Work request: Check each line below for the word "FilterGroup". How many have it? Answer with the number only.

[[ Dataset content, beginning ]]

//! Audience counts
//!
//! Per-segment counts are display-only and non-additive. The de-duplicated
//! total always comes from a single evaluation of the union predicate.

use chrono::{DateTime, Utc};
use serde::{Deserialize, Serialize};

use crate::domain::filter::{Criterion, FilterGroup};
use crate::domain::value_objects::EntityId;

/// Predicate sent to the evaluator: OR over segments, each an AND of groups
#[derive(Clone, Debug, Default, PartialEq, Serialize, Deserialize)]
#[serde(rename_all = "camelCase")]
pub struct AudiencePredicate {
    pub any_of: Vec<Vec<FilterGroup>>,
}

impl AudiencePredicate {
    pub fn single(groups: Vec<FilterGroup>) -> Self {
        Self { any_of: vec![groups] }
    }

    pub fn union(alternatives: Vec<Vec<FilterGroup>>) -> Self {
        Self { any_of: alternatives }
    }

    pub fn is_empty(&self) -> bool {
        self.any_of.is_empty()
    }

    pub fn criterion(&self) -> Criterion {
        Criterion::any_of(self.any_of.iter().map(|groups| Criterion::all_of(groups)).collect())
    }
}

/// Evaluator response for one predicate
#[derive(Clone, Copy, Debug, Default, PartialEq, Eq, Serialize, Deserialize)]
#[serde(rename_all = "camelCase")]
pub struct PredicateCount {
    pub count: u64,
    pub invalid_email_count: u64,
    pub un_subscribed_count: u64,
}

#[derive(Clone, Debug, PartialEq, Eq, Serialize, Deserialize)]
#[serde(rename_all = "camelCase")]
pub struct SegmentCount {
    pub segment_id: EntityId,
    pub contact_count: u64,
    pub invalid_email_count: u64,
    pub un_subscribed_count: u64,
}

impl SegmentCount {
    pub fn from_predicate(segment_id: EntityId, count: PredicateCount) -> Self {
        Self {
            segment_id,
            contact_count: count.count,
            invalid_email_count: count.invalid_email_count,
            un_subscribed_count: count.un_subscribed_count,
        }
    }
}

#[derive(Clone, Debug, Default, PartialEq, Eq, Serialize, Deserialize)]
#[serde(rename_all = "camelCase")]
pub struct SegmentCountResult {
    pub per_segment: Vec<SegmentCount>,
    pub total_number_of_contacts: u64,
    pub total_invalid_email_count: u64,
    pub total_un_subscribed_count: u64,
}

impl SegmentCountResult {
    pub fn new(per_segment: Vec<SegmentCount>, union: PredicateCount) -> Self {
        Self {
            per_segment,
            total_number_of_contacts: union.count,
            total_invalid_email_count: union.invalid_email_count,
            total_un_subscribed_count: union.un_subscribed_count,
        }
    }
}

#[derive(Clone, Debug, PartialEq, Eq, Serialize, Deserialize)]
#[serde(rename_all = "camelCase")]
pub struct AudienceReport {
    #[serde(flatten)]
    pub counts: SegmentCountResult,
    /// Requested ids that no longer resolve to a segment, or whose segment has
    /// no filter group that constrains anything
    #[serde(default)]
    pub stale_segment_ids: Vec<EntityId>,
    pub computed_at: DateTime<Utc>,
}

impl AudienceReport {
    pub fn empty() -> Self {
        Self {
            counts: SegmentCountResult::default(),
            stale_segment_ids: vec![],
            computed_at: Utc::now(),
        }
    }

    pub fn has_stale_references(&self) -> bool {
        !self.stale_segment_ids.is_empty()
    }

    /// Contacts counted more than once across `per_segment`
    pub fn overlap(&self) -> u64 {
        let sum: u64 = self.counts.per_segment.iter().map(|s| s.contact_count).sum();
        sum.saturating_sub(self.counts.total_number_of_contacts)
    }

    /// Lower bound on recipients left after removing invalid and unsubscribed
    /// contacts. The two counts are independent, so a contact carrying both
    /// flags is subtracted twice.
    pub fn min_deliverable(&self) -> u64 {
        self.counts
            .total_number_of_contacts
            .saturating_sub(self.counts.total_invalid_email_count)
            .saturating_sub(self.counts.total_un_subscribed_count)
    }
}

/// Observable state of an audience count
#[derive(Clone, Debug, Default, PartialEq, Eq)]
pub enum CountState {
    #[default]
    Pending,
    Available(AudienceReport),
    Unavailable { reason: String },
}

impl CountState {
    pub fn report(&self) -> Option<&AudienceReport> {
        match self {
            Self::Available(report) => Some(report),
            _ => None,
        }
    }
}

/// Segments attached to one campaign together with the last known count
#[derive(Clone, Debug, Default)]
pub struct CampaignAudience {
    segment_ids: Vec<EntityId>,
    state: CountState,
}

impl CampaignAudience {
    pub fn new() -> Self {
        Self::default()
    }

    pub fn segment_ids(&self) -> &[EntityId] { &self.segment_ids }
    pub fn state(&self) -> &CountState { &self.state }

    /// Returns false when the segment was already attached
    pub fn attach(&mut self, segment_id: EntityId) -> bool {
        if self.segment_ids.contains(&segment_id) {
            return false;
        }
        self.segment_ids.push(segment_id);
        self.state = CountState::Pending;
        true
    }

    pub fn detach(&mut self, segment_id: &EntityId) -> bool {
        let before = self.segment_ids.len();
        self.segment_ids.retain(|id| id != segment_id);
        let removed = self.segment_ids.len() != before;
        if removed {
            self.state = CountState::Pending;
        }
        removed
    }

    pub fn record(&mut self, state: CountState) {
        self.state = state;
    }
}
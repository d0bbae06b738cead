//! Data Transfer Objects (DTOs)
//!
//! Objects for transferring data across boundaries.

use chrono::{DateTime, Utc};
use serde::{Deserialize, Serialize};

use crate::domain::aggregates::{IdentityKeyConfig, KeySlot, Segment, SlotState};
use crate::domain::filter::{FilterError, FilterGroup, Selection, UnresolvedGroup};
use crate::domain::value_objects::{ContactRecord, EntityId};

// =============================================================================
// Segment Commands
// =============================================================================

#[derive(Clone, Debug, Serialize, Deserialize)]
#[serde(rename_all = "camelCase")]
pub struct CreateSegmentCommand {
    pub name: String,
    pub filters: Vec<FilterGroup>,
}

impl CreateSegmentCommand {
    /// Build from editor state; an empty selection is rejected here
    pub fn from_selection(name: impl Into<String>, selection: &Selection) -> Result<Self, FilterError> {
        Ok(Self {
            name: name.into(),
            filters: selection.to_groups()?,
        })
    }
}

#[derive(Clone, Debug, Default, Serialize, Deserialize)]
#[serde(rename_all = "camelCase")]
pub struct UpdateSegmentCommand {
    pub segment_id: String,
    #[serde(default, skip_serializing_if = "Option::is_none")]
    pub name: Option<String>,
    #[serde(default, skip_serializing_if = "Option::is_none")]
    pub filters: Option<Vec<FilterGroup>>,
}

/// A saved segment hydrated back into editor state
#[derive(Clone, Debug)]
pub struct EditableSegment {
    pub segment: Segment,
    pub selection: Selection,
    /// Groups referencing fields that no longer exist
    pub unresolved: Vec<UnresolvedGroup>,
}

// =============================================================================
// Identity Key Views
// =============================================================================

#[derive(Clone, Debug, PartialEq, Serialize)]
#[serde(rename_all = "camelCase")]
pub struct SlotView {
    pub slot: KeySlot,
    pub state: SlotState,
    pub field_key: Option<String>,
    pub filter_groups: usize,
    pub revert_requested_at: Option<DateTime<Utc>>,
}

#[derive(Clone, Debug, PartialEq, Serialize)]
#[serde(rename_all = "camelCase")]
pub struct IdentityKeyView {
    pub company_id: String,
    pub finalized: bool,
    pub slots: Vec<SlotView>,
}

impl From<&IdentityKeyConfig> for IdentityKeyView {
    fn from(config: &IdentityKeyConfig) -> Self {
        let slots = KeySlot::ALL
            .iter()
            .map(|&slot| SlotView {
                slot,
                state: config.slot_state(slot),
                field_key: match slot {
                    KeySlot::PrimaryKey => config.primary_key().field_key.clone(),
                    KeySlot::EmailKey => config.email_key().field_key.clone(),
                    KeySlot::Filters => None,
                },
                filter_groups: match slot {
                    KeySlot::Filters => config.filters().groups.len(),
                    _ => 0,
                },
                revert_requested_at: config.pending_revert(slot).map(|r| r.requested_at),
            })
            .collect();

        Self {
            company_id: config.company_id().to_string(),
            finalized: config.is_finalized(),
            slots,
        }
    }
}

// =============================================================================
// Duplicate Resolution
// =============================================================================

#[derive(Clone, Debug, PartialEq, Serialize)]
#[serde(rename_all = "camelCase")]
pub struct ResolutionSummary {
    pub pair_id: EntityId,
    pub kept: ContactRecord,
    pub discarded: ContactRecord,
    /// Server-side count after the queue was rebuilt; `None` when the rebuild
    /// failed and the queue must be refreshed before the next resolution
    pub total_remaining: Option<u64>,
}

#[derive(Clone, Debug, PartialEq, Eq, Serialize)]
#[serde(rename_all = "camelCase")]
pub struct BulkResolutionSummary {
    pub resolved: u64,
    pub total_remaining: Option<u64>,
}
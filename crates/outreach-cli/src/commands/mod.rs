//! CLI Commands

pub mod audience;
pub mod config;
pub mod duplicates;
pub mod identity;
pub mod segments;

use std::sync::Arc;

use outreach_audience::infrastructure::NoOpEventPublisher;
use outreach_audience::{
    AudienceConfig, AudienceService, CompanyId, DuplicateQueueSession, IdentityKeyService, RestClient,
    SegmentService, Selection, ValueSuggester,
};

use crate::output::OutputFormat;

/// Services wired against the REST API
pub struct Context {
    pub config: AudienceConfig,
    pub format: OutputFormat,
    client: Arc<RestClient>,
}

impl Context {
    pub fn new(config: AudienceConfig, format: OutputFormat) -> Result<Self, String> {
        let client = RestClient::new(&config.api).map_err(|e| e.to_string())?;
        Ok(Self {
            config,
            format,
            client: Arc::new(client),
        })
    }

    pub fn segments(&self) -> SegmentService {
        SegmentService::new(
            self.client.clone(),
            self.client.clone(),
            self.client.clone(),
            Arc::new(NoOpEventPublisher),
        )
    }

    pub fn audience(&self) -> AudienceService {
        AudienceService::new(self.client.clone(), self.client.clone())
    }

    pub fn identity(&self) -> IdentityKeyService {
        IdentityKeyService::new(
            CompanyId::new(self.config.company_id.clone()),
            self.client.clone(),
            self.client.clone(),
            Arc::new(NoOpEventPublisher),
        )
        .with_finalize_guard(self.config.lifecycle.block_finalize_on_duplicates)
    }

    pub fn duplicates(&self) -> DuplicateQueueSession {
        DuplicateQueueSession::new(
            self.client.clone(),
            Arc::new(NoOpEventPublisher),
            self.config.queue.page_size,
        )
    }

    pub fn suggester(&self) -> ValueSuggester {
        // One-shot lookups from a terminal do not need debouncing
        ValueSuggester::new(self.client.clone(), std::time::Duration::ZERO, self.config.suggest.limit)
    }
}

/// Parse repeated `field=value[,value...]` arguments into an editor selection
pub fn parse_selection(filters: &[String]) -> Result<Selection, String> {
    let mut selection = Selection::new();
    for filter in filters {
        let (field, values) = filter
            .split_once('=')
            .ok_or_else(|| format!("invalid filter '{}': expected field=value[,value...]", filter))?;
        let field = field.trim();
        if field.is_empty() {
            return Err(format!("invalid filter '{}': missing field", filter));
        }
        for value in values.split(',').map(str::trim).filter(|v| !v.is_empty()) {
            selection = selection.check(field, value);
        }
    }
    Ok(selection)
}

[[ Dataset content, end ]]

Completed task: 7